### Data supplied ###

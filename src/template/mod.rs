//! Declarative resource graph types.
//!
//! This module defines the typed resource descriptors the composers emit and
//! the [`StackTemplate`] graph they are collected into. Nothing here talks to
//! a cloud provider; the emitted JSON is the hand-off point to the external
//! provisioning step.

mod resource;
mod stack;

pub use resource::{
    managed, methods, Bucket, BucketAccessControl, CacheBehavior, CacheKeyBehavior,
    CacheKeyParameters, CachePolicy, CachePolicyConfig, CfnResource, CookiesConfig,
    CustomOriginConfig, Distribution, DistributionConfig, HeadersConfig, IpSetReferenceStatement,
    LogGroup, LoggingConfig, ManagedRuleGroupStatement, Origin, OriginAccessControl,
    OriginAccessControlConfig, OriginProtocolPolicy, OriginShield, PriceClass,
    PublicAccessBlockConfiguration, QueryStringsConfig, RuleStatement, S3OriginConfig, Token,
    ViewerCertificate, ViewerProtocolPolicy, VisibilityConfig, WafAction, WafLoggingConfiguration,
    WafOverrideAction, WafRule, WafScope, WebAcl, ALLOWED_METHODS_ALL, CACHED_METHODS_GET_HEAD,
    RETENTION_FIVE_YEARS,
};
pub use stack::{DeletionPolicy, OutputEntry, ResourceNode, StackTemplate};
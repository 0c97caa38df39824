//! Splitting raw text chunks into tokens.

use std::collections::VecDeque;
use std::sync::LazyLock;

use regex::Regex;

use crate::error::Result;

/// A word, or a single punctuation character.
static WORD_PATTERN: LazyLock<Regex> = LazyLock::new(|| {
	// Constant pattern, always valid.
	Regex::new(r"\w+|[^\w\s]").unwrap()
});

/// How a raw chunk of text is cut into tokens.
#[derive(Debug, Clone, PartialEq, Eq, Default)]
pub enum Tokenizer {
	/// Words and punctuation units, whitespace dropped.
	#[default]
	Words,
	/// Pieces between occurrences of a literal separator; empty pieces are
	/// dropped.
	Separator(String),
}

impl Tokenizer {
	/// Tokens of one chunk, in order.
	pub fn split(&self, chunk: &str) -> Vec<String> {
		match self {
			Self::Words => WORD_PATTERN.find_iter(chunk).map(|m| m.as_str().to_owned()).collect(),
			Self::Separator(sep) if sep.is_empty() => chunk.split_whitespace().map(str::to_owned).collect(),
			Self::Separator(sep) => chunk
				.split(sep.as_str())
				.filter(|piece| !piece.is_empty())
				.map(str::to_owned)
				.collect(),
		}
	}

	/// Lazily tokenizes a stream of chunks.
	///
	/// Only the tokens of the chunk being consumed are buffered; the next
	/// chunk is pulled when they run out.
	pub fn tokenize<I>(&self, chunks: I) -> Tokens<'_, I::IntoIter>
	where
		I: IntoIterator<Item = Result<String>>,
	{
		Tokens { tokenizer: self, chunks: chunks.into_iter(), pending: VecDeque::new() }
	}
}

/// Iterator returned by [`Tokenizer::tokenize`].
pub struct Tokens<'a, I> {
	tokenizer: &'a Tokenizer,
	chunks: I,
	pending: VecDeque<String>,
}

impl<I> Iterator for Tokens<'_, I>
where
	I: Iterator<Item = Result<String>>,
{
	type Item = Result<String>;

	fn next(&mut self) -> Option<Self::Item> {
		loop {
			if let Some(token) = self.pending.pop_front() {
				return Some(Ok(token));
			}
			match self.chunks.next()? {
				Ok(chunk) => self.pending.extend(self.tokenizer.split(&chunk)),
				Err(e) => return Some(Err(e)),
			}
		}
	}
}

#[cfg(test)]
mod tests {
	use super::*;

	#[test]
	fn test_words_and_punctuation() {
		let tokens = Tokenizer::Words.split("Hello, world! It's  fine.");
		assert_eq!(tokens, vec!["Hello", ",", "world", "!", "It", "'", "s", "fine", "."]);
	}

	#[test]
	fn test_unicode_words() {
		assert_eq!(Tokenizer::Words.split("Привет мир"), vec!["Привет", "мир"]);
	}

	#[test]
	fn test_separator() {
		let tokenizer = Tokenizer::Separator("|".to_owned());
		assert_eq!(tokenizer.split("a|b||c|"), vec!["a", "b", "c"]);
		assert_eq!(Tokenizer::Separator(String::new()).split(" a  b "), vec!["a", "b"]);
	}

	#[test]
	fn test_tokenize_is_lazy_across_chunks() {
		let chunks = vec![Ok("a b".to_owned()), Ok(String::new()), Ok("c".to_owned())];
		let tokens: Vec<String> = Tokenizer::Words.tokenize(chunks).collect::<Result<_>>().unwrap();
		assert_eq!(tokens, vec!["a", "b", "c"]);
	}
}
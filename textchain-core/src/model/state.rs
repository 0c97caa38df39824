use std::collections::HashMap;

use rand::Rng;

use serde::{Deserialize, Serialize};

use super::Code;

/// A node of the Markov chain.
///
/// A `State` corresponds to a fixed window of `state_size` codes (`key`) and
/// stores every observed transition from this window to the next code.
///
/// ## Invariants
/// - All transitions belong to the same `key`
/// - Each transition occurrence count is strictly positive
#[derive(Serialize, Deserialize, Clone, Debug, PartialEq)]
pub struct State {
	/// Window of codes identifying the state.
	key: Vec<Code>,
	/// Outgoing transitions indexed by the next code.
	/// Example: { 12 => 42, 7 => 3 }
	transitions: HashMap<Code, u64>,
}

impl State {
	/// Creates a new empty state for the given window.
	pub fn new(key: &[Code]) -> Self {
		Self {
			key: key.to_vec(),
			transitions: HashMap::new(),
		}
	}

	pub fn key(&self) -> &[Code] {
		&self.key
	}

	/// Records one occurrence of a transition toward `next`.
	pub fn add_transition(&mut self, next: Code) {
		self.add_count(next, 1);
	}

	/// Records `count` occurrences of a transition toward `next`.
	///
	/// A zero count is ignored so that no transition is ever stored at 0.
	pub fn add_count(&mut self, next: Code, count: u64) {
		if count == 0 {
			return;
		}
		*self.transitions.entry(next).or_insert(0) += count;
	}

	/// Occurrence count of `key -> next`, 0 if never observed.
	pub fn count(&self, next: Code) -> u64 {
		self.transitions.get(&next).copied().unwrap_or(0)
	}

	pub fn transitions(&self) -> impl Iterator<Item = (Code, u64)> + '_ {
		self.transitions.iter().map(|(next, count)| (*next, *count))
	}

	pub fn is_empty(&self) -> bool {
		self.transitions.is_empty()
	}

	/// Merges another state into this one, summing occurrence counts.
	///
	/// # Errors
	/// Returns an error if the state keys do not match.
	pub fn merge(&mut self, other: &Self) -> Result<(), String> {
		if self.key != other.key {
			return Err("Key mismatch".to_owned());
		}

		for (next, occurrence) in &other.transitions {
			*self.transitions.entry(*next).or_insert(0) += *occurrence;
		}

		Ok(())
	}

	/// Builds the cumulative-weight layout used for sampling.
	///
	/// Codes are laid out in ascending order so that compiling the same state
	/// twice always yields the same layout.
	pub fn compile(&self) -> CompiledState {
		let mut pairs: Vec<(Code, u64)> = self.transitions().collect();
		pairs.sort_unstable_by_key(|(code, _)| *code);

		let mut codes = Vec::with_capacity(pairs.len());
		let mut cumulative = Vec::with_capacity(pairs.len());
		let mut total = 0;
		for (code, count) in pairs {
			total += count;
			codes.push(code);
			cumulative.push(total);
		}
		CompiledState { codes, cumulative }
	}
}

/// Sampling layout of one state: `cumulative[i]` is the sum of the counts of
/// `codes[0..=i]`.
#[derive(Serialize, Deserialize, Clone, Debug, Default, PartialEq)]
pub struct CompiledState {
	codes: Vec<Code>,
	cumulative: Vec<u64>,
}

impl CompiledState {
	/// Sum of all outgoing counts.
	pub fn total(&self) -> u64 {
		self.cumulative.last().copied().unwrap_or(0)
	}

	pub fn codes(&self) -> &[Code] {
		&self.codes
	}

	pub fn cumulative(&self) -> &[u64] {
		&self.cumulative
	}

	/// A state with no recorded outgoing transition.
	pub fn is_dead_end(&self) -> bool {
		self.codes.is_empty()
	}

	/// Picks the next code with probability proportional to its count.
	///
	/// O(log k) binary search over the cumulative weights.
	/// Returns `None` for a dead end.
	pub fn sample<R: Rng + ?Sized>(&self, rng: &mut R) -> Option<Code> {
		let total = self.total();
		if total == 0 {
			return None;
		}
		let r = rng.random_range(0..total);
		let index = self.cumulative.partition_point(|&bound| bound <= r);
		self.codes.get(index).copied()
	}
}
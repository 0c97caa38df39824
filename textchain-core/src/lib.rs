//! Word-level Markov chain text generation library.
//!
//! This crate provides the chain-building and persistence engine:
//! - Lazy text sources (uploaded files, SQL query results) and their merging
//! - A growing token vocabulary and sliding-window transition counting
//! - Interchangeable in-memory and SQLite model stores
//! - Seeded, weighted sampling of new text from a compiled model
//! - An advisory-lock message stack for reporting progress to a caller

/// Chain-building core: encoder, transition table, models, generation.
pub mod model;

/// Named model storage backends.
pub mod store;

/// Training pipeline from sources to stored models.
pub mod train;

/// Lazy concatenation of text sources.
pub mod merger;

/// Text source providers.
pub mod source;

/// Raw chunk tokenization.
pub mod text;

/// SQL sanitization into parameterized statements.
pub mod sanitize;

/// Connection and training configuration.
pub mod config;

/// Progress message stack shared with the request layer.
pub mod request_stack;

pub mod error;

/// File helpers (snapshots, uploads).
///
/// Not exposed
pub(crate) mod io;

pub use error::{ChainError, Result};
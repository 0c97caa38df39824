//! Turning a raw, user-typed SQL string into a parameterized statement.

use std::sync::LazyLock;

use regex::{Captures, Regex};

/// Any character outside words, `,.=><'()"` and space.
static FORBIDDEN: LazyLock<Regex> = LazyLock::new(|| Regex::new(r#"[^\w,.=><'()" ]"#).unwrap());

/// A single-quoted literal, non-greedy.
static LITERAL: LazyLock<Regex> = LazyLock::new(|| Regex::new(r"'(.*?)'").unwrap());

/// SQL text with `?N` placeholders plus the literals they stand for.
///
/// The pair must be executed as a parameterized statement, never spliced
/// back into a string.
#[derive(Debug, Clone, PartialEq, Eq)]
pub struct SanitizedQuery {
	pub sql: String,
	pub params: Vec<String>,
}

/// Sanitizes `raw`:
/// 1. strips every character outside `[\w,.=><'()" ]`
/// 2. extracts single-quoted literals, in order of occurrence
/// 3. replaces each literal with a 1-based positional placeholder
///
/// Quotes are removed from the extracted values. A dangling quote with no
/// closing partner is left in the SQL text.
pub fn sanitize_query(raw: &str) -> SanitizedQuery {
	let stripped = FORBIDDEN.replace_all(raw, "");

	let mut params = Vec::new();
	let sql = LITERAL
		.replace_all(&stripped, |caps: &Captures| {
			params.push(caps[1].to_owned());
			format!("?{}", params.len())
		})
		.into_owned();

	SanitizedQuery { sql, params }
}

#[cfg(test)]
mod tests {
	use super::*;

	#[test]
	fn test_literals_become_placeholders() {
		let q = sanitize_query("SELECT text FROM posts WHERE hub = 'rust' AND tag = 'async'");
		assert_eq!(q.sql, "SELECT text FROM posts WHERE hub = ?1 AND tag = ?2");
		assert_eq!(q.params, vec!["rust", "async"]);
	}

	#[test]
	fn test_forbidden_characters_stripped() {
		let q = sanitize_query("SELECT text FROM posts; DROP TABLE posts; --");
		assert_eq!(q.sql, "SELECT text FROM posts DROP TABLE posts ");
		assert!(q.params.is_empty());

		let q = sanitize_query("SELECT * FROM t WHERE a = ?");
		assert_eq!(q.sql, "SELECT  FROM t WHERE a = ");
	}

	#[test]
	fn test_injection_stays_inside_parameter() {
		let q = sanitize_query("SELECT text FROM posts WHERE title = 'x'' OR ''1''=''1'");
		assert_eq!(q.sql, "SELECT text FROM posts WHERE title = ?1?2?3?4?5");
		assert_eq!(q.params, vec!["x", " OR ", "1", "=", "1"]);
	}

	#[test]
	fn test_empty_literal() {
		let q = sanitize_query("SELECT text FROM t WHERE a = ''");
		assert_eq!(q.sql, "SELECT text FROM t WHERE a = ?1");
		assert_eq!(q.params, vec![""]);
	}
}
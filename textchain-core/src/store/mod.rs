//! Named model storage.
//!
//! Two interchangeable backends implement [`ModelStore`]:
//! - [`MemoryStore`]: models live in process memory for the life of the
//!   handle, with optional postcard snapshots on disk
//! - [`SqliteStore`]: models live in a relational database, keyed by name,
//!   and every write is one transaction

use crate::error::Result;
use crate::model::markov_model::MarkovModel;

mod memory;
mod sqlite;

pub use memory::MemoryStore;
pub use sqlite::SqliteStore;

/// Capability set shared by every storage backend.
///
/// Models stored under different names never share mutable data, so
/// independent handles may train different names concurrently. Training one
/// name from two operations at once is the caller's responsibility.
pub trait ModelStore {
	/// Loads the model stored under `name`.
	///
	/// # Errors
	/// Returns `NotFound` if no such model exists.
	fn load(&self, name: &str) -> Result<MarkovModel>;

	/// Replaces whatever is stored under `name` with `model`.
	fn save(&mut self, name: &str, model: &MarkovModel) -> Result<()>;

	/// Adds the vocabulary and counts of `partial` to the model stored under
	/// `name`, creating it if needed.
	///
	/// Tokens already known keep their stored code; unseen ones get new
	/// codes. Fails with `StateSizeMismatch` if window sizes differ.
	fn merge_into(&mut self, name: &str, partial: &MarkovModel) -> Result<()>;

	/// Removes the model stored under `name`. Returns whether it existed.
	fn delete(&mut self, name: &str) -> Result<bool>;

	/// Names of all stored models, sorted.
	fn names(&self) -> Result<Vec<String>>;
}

###

◆ Task goal ◆
From the entries above, tally the lines that contain the string "always". Report the total and nothing more.

◆ Answer to this exercise ◆
2